== Work task ==
Check every line of the entries for the string "CallWriter" and return the ones that contain it.

Stored data:
========

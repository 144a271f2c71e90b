//! Mock repository implementations for isolating services in tests.

use chrono::NaiveDateTime;
use mockall::mock;

use crate::domain::call::{Call, CallStatus, NewCall};
use crate::domain::campaign::{Campaign, CampaignDetails, ContactUpdate, CustomerCampaign};
use crate::domain::customer::{Customer, NewCustomer};
use crate::domain::listing::{Listing, ListingDetails, NewListing};
use crate::domain::types::{CallId, CampaignId, CustomerId, EmailAddress, ListingId, UserId};
use crate::domain::user::{NewUser, User};
use crate::domain::web_log::{NewWebLogEvent, WebLogEvent};
use crate::repository::errors::RepositoryResult;
use crate::repository::{
    CallListQuery, CallReader, CallWriter, CampaignReader, CampaignWriter, CustomerListQuery,
    CustomerReader, CustomerWriter, ListingListQuery, ListingReader, ListingWriter, UserReader,
    UserWriter, WebLogQuery, WebLogReader, WebLogWriter,
};

mock! {
    pub Repository {}

    impl UserReader for Repository {
        fn get_user_by_id(&self, id: UserId) -> RepositoryResult<Option<User>>;
        fn get_user_by_email(&self, email: &EmailAddress) -> RepositoryResult<Option<User>>;
        fn list_users(&self) -> RepositoryResult<Vec<User>>;
    }

    impl UserWriter for Repository {
        fn create_user(&self, new_user: &NewUser) -> RepositoryResult<User>;
        fn set_user_active(&self, id: UserId, is_active: bool) -> RepositoryResult<User>;
    }

    impl ListingReader for Repository {
        fn get_listing_by_id(&self, id: ListingId) -> RepositoryResult<Option<Listing>>;
        fn get_listing_by_slug(&self, slug: &str) -> RepositoryResult<Option<Listing>>;
        fn list_listings(&self, query: ListingListQuery) -> RepositoryResult<(usize, Vec<Listing>)>;
        fn list_all_listings(&self) -> RepositoryResult<Vec<Listing>>;
    }

    impl ListingWriter for Repository {
        fn create_listing(&self, new_listing: &NewListing) -> RepositoryResult<Listing>;
        fn update_listing(
            &self,
            id: ListingId,
            details: &ListingDetails,
            updated_at: NaiveDateTime,
        ) -> RepositoryResult<Listing>;
        fn set_listing_flags(
            &self,
            id: ListingId,
            is_published: bool,
            is_archived: bool,
            updated_at: NaiveDateTime,
        ) -> RepositoryResult<Listing>;
        fn delete_listing(&self, id: ListingId) -> RepositoryResult<()>;
    }

    impl CampaignReader for Repository {
        fn get_campaign_by_id(&self, id: CampaignId) -> RepositoryResult<Option<Campaign>>;
        fn get_campaign_by_utm(&self, utm_campaign: &str) -> RepositoryResult<Option<Campaign>>;
        fn list_campaigns(&self, listing_id: Option<ListingId>) -> RepositoryResult<Vec<Campaign>>;
        fn list_campaign_contacts(
            &self,
            campaign_id: CampaignId,
        ) -> RepositoryResult<Vec<(CustomerCampaign, Customer)>>;
        fn list_all_contacts(&self) -> RepositoryResult<Vec<CustomerCampaign>>;
    }

    impl CampaignWriter for Repository {
        fn create_campaign(&self, details: &CampaignDetails) -> RepositoryResult<Campaign>;
        fn update_campaign(
            &self,
            id: CampaignId,
            details: &CampaignDetails,
        ) -> RepositoryResult<Campaign>;
        fn set_campaign_active(&self, id: CampaignId, is_active: bool) -> RepositoryResult<Campaign>;
        fn delete_campaign(&self, id: CampaignId) -> RepositoryResult<()>;
        fn assign_customers(
            &self,
            campaign_id: CampaignId,
            customer_ids: &[CustomerId],
            now: NaiveDateTime,
        ) -> RepositoryResult<usize>;
        fn update_contact(
            &self,
            campaign_id: CampaignId,
            customer_id: CustomerId,
            update: &ContactUpdate,
            now: NaiveDateTime,
        ) -> RepositoryResult<CustomerCampaign>;
    }

    impl CustomerReader for Repository {
        fn list_customers(&self, query: CustomerListQuery) -> RepositoryResult<(usize, Vec<Customer>)>;
        fn list_customer_contact_keys(
            &self,
        ) -> RepositoryResult<Vec<(Option<String>, Option<String>)>>;
    }

    impl CustomerWriter for Repository {
        fn create_customers(&self, customers: &[NewCustomer]) -> RepositoryResult<usize>;
        fn delete_customer(&self, id: CustomerId) -> RepositoryResult<()>;
    }

    impl CallReader for Repository {
        fn list_calls(&self, query: CallListQuery) -> RepositoryResult<(usize, Vec<Call>)>;
    }

    impl CallWriter for Repository {
        fn create_call(&self, new_call: &NewCall) -> RepositoryResult<Call>;
        fn update_call_status(&self, id: CallId, status: CallStatus) -> RepositoryResult<Call>;
    }

    impl WebLogReader for Repository {
        fn list_web_log_events(
            &self,
            query: WebLogQuery,
        ) -> RepositoryResult<(usize, Vec<WebLogEvent>)>;
    }

    impl WebLogWriter for Repository {
        fn create_web_log_event(&self, event: &NewWebLogEvent) -> RepositoryResult<WebLogEvent>;
    }
}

========

== Answer to this problem ==
    CallListQuery, CallReader, CallWriter, CampaignReader, CampaignWriter, CustomerListQuery,
    impl CallWriter for Repository {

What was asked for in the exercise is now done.